KOMİSYON KONUŞMASI

SİBEL SUİÇMEZ (Trabzon) - Sayın Bakan, sayın bürokratlar; 2026 yılında da bütçeden en büyük payı alan bakanlık olmaktan övünseniz de biz gerçeği biliyoruz. Bütçenizin gayrisafi yurt içi hasılaya oranı 2026 yılında yüzde 2,51'e gerilemişse, bütçenizin yüzde 83'ü personel gideri için ayrılmışsa, bütçenizde eğitim yatırımlarına ayrılan oran yüzde 8,25'e gerilemişse, eğitim hizmetlerinin kalitesinin artmayacağı, eğitim emekçilerinin ekonomik ve özlük haklarının verilmeyeceği ve çocukların temel haklarının çiğneneceği açıktır.

Sayın Bakan, eğitimde fırsat eşitliğini sağlamayan, toplumsal cinsiyet eşitliğini tanımayan, kamucu eğitim anlayışını benimsemeyen, bilimsel ve laik eğitim anlayışından uzaklaşan bir Millî Eğitim Bakanlığının uygulamasından çıkacak sonuç elbette ki suça sürüklenen sayısının, mağdur çocuk sayısının, uyuşturucu kullanan çocuk sayısının, MESEM'lerde ölen çocuk sayısının, eğitim dışı kalan çocuk sayısının, erken yaşta zorla evlendirilen çocuk sayısının, çocuk yaşta doğuma zorlanan kız çocuğu sayısının, çocuk işçi sayısının artması olacaktır, bunlardan en fazla sorumlu olan bakanlık da sizin Bakanlığınızdır. Bu tablo karşısında Millî Eğitim Bakanı olarak çözüm için tercihleriniz önemlidir. Sizin tercihleriniz Bakanlığınızın fırsat eşitliğinden, toplumsal cinsiyet eşitliğinden, kamusal, bilimsel ve laik eğitimden yana olmadığınızı açıkça göstermektedir. Örnek vermek gerekirse, çocuklar aç okula giderken, Sayıştayın raporunda tespit ettiği üzere taşımalı eğitim kapsamında öğle yemeği gideri 12 milyar TL'ye yükselmişken bunun sadece 8,3 milyar TL'sinin harcanmış olması çocuk açlığının ve yoksulluğunun umurunuzda olmadığını göstermektedir. Siz, sadece eğitim alan çocuklardan, gençlerden sorumlu değil, eğitim dışı kalan çocuklardan da sorumlusunuz. TÜİK'in 18 Nisan 2025 tarihli raporuna göre, nüfusun yüzde 25,5'i çocuklardan, onların da neredeyse yarısı kız çocuklarından oluşmaktadır. Buna rağmen, Bakanlığınızın 2024-2025 istatistikleri kız çocuklarının okullulaşma oranının tüm yaş gruplarında düştüğünü, özellikle 14-17 yaş aralığında oranın yüzde 91,78'den yüzde 86,52'ye gerilediğini göstermektedir. Bu düşüş kız çocuklarının eğitim dışına itildiğinin resmî kanıtıdır. TÜİK'in 2024 yılı verilerine göre 15-17 yaş grubunda iş gücüne katılım oranı yüzde 16,2'den yüzde 24,9'a yükselmiştir. Bu, neredeyse her 4 çocuktan 1'inin çalıştırıldığı anlamına gelmektedir. Bu oran erkek çocukları için yüzde 35,6, kız çocukları için yüzde 13,7'dir. Bu verilere baktığınızda bundan rahatsızlık nasıl duyamıyorsunuz? Okulda da istihdamda da olmayan çocuk genç sayısının 4 milyon 676 bin olmasından rahatsızlık duymayan Bakanlık olabilir mi?

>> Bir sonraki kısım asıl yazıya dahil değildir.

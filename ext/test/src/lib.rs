//! pmatch-test: reference extension domain for pmatch
//!
//! Exercises the extractor protocol against types the engine cannot see into:
//!
//! - [`TestOption`]: an `Option`-style value whose fields are private; only
//!   [`SomeExtractor`] and [`NoneExtractor`] can look inside
//! - [`lf()`] / [`cr()`]: character markers matched by reference equality
//! - [`is_server_error()`]: a predicate over HTTP status codes
//!
//! With the `registry` feature, [`register()`] installs all of it into a
//! [`RegistryBuilder`](pmatch::RegistryBuilder). With `fixtures`, the
//! [`fixture`] module runs YAML conformance fixtures.

use pmatch::{CallError, ExtractResult, Extractor, FnCallable, OpaqueValue, Value};
use std::any::Any;
use std::sync::{Arc, OnceLock};

#[cfg(feature = "fixtures")]
pub mod fixture;

// ═══════════════════════════════════════════════════════════════════════════════
// Option
// ═══════════════════════════════════════════════════════════════════════════════

/// An optional value with private internals.
///
/// Patterns cannot destructure it directly: it is an opaque [`Value`], and
/// matching goes through the extractors below.
#[derive(Debug, Clone)]
pub struct TestOption {
    has_value: bool,
    value: Value,
}

impl OpaqueValue for TestOption {
    fn type_name(&self) -> &'static str {
        "Option"
    }

    fn as_any(&self) -> &dyn Any {
        self
    }

    fn domain_eq(&self, other: &dyn OpaqueValue) -> bool {
        other
            .as_any()
            .downcast_ref::<TestOption>()
            .is_some_and(|o| o.has_value == self.has_value && o.value == self.value)
    }
}

/// `Option.some(value)`
pub fn option_some(value: impl Into<Value>) -> Value {
    Value::opaque(TestOption {
        has_value: true,
        value: value.into(),
    })
}

/// `Option.none()`
#[must_use]
pub fn option_none() -> Value {
    Value::opaque(TestOption {
        has_value: false,
        value: Value::Null,
    })
}

/// Matches a present [`TestOption`]; the extracted value is its content.
#[derive(Debug, Clone, Copy, Default)]
pub struct SomeExtractor;

impl Extractor for SomeExtractor {
    fn name(&self) -> &str {
        "Option.Some"
    }

    fn extract(&self, subject: &Value) -> ExtractResult {
        match subject.downcast_ref::<TestOption>() {
            Some(opt) if opt.has_value => ExtractResult::matched().with_value(opt.value.clone()),
            _ => ExtractResult::no_match(),
        }
    }
}

/// Matches an absent [`TestOption`]. Nothing is extracted.
#[derive(Debug, Clone, Copy, Default)]
pub struct NoneExtractor;

impl Extractor for NoneExtractor {
    fn name(&self) -> &str {
        "Option.None"
    }

    fn extract(&self, subject: &Value) -> ExtractResult {
        ExtractResult::from_bool(
            subject
                .downcast_ref::<TestOption>()
                .is_some_and(|opt| !opt.has_value),
        )
    }
}

// ═══════════════════════════════════════════════════════════════════════════════
// Character markers
// ═══════════════════════════════════════════════════════════════════════════════

/// A control character marker.
///
/// Has no domain equality: two markers are equal only when they are the same
/// allocation, so a literal pattern built from [`lf()`] matches [`lf()`] and
/// nothing else.
#[derive(Debug)]
pub struct CharMarker {
    name: &'static str,
    code: u8,
}

impl CharMarker {
    #[must_use]
    pub fn name(&self) -> &'static str {
        self.name
    }

    #[must_use]
    pub fn code(&self) -> u8 {
        self.code
    }
}

impl OpaqueValue for CharMarker {
    fn type_name(&self) -> &'static str {
        "Char"
    }

    fn as_any(&self) -> &dyn Any {
        self
    }
}

static LF: OnceLock<Value> = OnceLock::new();
static CR: OnceLock<Value> = OnceLock::new();

/// Line feed (0x0a).
pub fn lf() -> Value {
    LF.get_or_init(|| Value::opaque(CharMarker { name: "LF", code: 0x0a }))
        .clone()
}

/// Carriage return (0x0d).
pub fn cr() -> Value {
    CR.get_or_init(|| Value::opaque(CharMarker { name: "CR", code: 0x0d }))
        .clone()
}

// ═══════════════════════════════════════════════════════════════════════════════
// Predicates
// ═══════════════════════════════════════════════════════════════════════════════

/// `true` for numeric status codes in `500..600`.
///
/// Non-numeric subjects are simply not server errors.
#[must_use]
pub fn is_server_error() -> Arc<FnCallable> {
    Arc::new(FnCallable::new("is_server_error", |subject, _scope| {
        Ok::<_, CallError>(Value::from(
            subject
                .as_number()
                .is_some_and(|code| (500.0..600.0).contains(&code)),
        ))
    }))
}

// ═══════════════════════════════════════════════════════════════════════════════
// Registry (feature = "registry")
// ═══════════════════════════════════════════════════════════════════════════════

#[cfg(feature = "registry")]
mod registry {
    use super::{cr, is_server_error, lf, NoneExtractor, SomeExtractor};
    use pmatch::{
        Bound, Extractor, IntoExtractor, Not, PatternError, RegistryBuilder, UnitConfig,
    };
    use std::sync::Arc;

    impl IntoExtractor for SomeExtractor {
        type Config = UnitConfig;

        fn from_config(_: UnitConfig) -> Result<Arc<dyn Extractor>, PatternError> {
            Ok(Arc::new(SomeExtractor))
        }
    }

    impl IntoExtractor for NoneExtractor {
        type Config = UnitConfig;

        fn from_config(_: UnitConfig) -> Result<Arc<dyn Extractor>, PatternError> {
            Ok(Arc::new(NoneExtractor))
        }
    }

    /// Register the core extractors and the test domain.
    ///
    /// | Kind | Name |
    /// |------|------|
    /// | extractor | `pmatch.core.v1.KindExtractor`, `test.v1.OptionSome`, `test.v1.OptionNone` |
    /// | constant | `LF`, `CR` |
    /// | predicate | `is_server_error` |
    /// | guard | `can_retry` (`has_retried` is not bound to a truthy value) |
    #[must_use]
    pub fn register(builder: RegistryBuilder) -> RegistryBuilder {
        pmatch::register_core_extractors(builder)
            .extractor::<SomeExtractor>("test.v1.OptionSome")
            .extractor::<NoneExtractor>("test.v1.OptionNone")
            .constant("LF", lf())
            .constant("CR", cr())
            .predicate("is_server_error", is_server_error())
            .guard(
                "can_retry",
                Arc::new(Not(Arc::new(Bound("has_retried".into())))),
            )
    }
}

#[cfg(feature = "registry")]
pub use registry::register;

/// Prelude for test-domain imports.
pub mod prelude {
    pub use crate::{
        cr, is_server_error, lf, option_none, option_some, CharMarker, NoneExtractor,
        SomeExtractor, TestOption,
    };
    pub use pmatch::prelude::*;
}

#[cfg(test)]
mod tests {
    use super::*;
    use pmatch::{Callable, Clause, MatchExpr, Pattern, Scope};

    #[test]
    fn some_extracts_content() {
        let result = SomeExtractor.extract(&option_some(42));
        assert!(result.matched);
        assert_eq!(result.value, Some(Value::from(42)));

        assert!(!SomeExtractor.extract(&option_none()).matched);
        assert!(!SomeExtractor.extract(&Value::from(42)).matched);
    }

    #[test]
    fn none_extracts_nothing() {
        let result = NoneExtractor.extract(&option_none());
        assert!(result.matched);
        assert!(result.value.is_none());

        assert!(!NoneExtractor.extract(&option_some(Value::Null)).matched);
        assert!(!NoneExtractor.extract(&Value::Null).matched);
    }

    #[test]
    fn options_compare_by_content() {
        assert_eq!(option_some("x"), option_some("x"));
        assert_ne!(option_some("x"), option_some("y"));
        assert_eq!(option_none(), option_none());
        assert_ne!(option_none(), option_some(Value::Null));
    }

    #[test]
    fn markers_compare_by_reference() {
        assert_eq!(lf(), lf());
        assert_ne!(lf(), cr());
        let imposter = Value::opaque(CharMarker { name: "LF", code: 0x0a });
        assert_ne!(lf(), imposter);
        assert_eq!(lf().downcast_ref::<CharMarker>().map(CharMarker::code), Some(0x0a));
    }

    #[test]
    fn option_match_expression() {
        // match (opt) {
        //   when Option.Some(val) -> "some"
        //   when Option.None      -> "none"
        // }
        let expr = MatchExpr::new(
            vec![
                Clause::new(
                    Pattern::extract_into(Arc::new(SomeExtractor), Pattern::bind("val")),
                    "some",
                )
                .unwrap(),
                Clause::new(Pattern::extract(Arc::new(NoneExtractor)), "none").unwrap(),
            ],
            None,
        );

        let selected = expr.evaluate(&option_some("hi"), &Scope::root()).unwrap();
        assert_eq!(*selected.body, "some");
        assert_eq!(selected.bindings.get("val"), Some(&Value::from("hi")));

        let selected = expr.evaluate(&option_none(), &Scope::root()).unwrap();
        assert_eq!(*selected.body, "none");
        assert!(selected.bindings.is_empty());

        let err = expr.evaluate(&Value::from(1), &Scope::root()).unwrap_err();
        assert!(err.is_exhausted());
    }

    #[test]
    fn line_ending_match_expression() {
        let expr = MatchExpr::new(
            vec![
                Clause::new(Pattern::literal(lf()), "newline").unwrap(),
                Clause::new(Pattern::literal(cr()), "return").unwrap(),
            ],
            Some("other"),
        );
        let scope = Scope::root();
        assert_eq!(*expr.evaluate(&lf(), &scope).unwrap().body, "newline");
        assert_eq!(*expr.evaluate(&cr(), &scope).unwrap().body, "return");
        assert_eq!(*expr.evaluate(&Value::from("\n"), &scope).unwrap().body, "other");
    }

    #[test]
    fn server_error_predicate() {
        let f = is_server_error();
        let scope = Scope::root();
        assert_eq!(f.call(&Value::from(503), &scope), Ok(Value::from(true)));
        assert_eq!(f.call(&Value::from(404), &scope), Ok(Value::from(false)));
        assert_eq!(f.call(&Value::from("500"), &scope), Ok(Value::from(false)));
    }

    #[cfg(feature = "registry")]
    #[test]
    fn register_installs_domain() {
        let registry = register(pmatch::RegistryBuilder::new()).build();
        assert_eq!(
            registry.extractor_type_urls(),
            ["pmatch.core.v1.KindExtractor", "test.v1.OptionNone", "test.v1.OptionSome"]
        );
        assert_eq!(registry.constant_names(), ["CR", "LF"]);
        assert_eq!(registry.predicate_names(), ["is_server_error"]);
        assert_eq!(registry.guard_names(), ["can_retry"]);
        assert_eq!(registry.constant_value("LF"), Some(&lf()));
    }
}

Sayın Bakan, siz bu ülkenin çocuklarının eğitiminden olduğu kadar onları gönderdiğiniz kurumlarda çocukların güvenliğinden de sorumlusunuz. Bakanlığınız MESEM'lerde meydana gelen kazalara ilişkin şeffaf veri paylaşmamakta, soru önergelerimize ise çelişkili cevaplar vermektedir. Açıklamalarınızda, MESEM'lerde meydana gelen ölümlü iş kaza sayısı ifadesini kullanmanız, iş kazasında ölen çocuk dememeniz de ayrıca düşündürücüdür. 2016 yılından bu yana MESEM kapsamında 10'u ölümlü 1.273 iş kazasının meydana gelmiş olması durumun vahametini ortaya koymaktadır. Hâl böyleyken, Bakanlığınızın 2024-2028 stratejik planında iş piyasasıyla uyumlu pansiyonlar kurulmasının hedeflenmesi, eğitim çağındaki çocukların çalışma yaşamının vahşi pazarına daha da iteceğinizi göstermektedir. Eğitimde fırsat eşitliği anlayışı yok edilmişken "Eğitime erişimi artırdık." demeniz kabul edilemez.

Sayın Bakan, eğitim emekçilerinin ücretlerini yoksulluk sınırının üzerine çıkartın, ataması yapılmayan öğretmenleri kadrolu atayın, dini vakıf ve tarikatlarla yapılan protokolleri iptal edin, eğitim yatırımlarını 2 katına çıkartın, yüksek öğrenim bütçesinin en az 2 kat artırın, tüm öğrencilere bir öğün ücretsiz yemek sağlayın, özel okullara teşvik ve kaynak aktarımını durdurun, mülakatları kaldırın, Bakanlığınızın eğitim politikasını kamucu, laik ve bilimsel eğitim dayanaklı hâle getirin diyeceğim de tam tersini yaptığınızdan sadece affınızı isterim, yeter.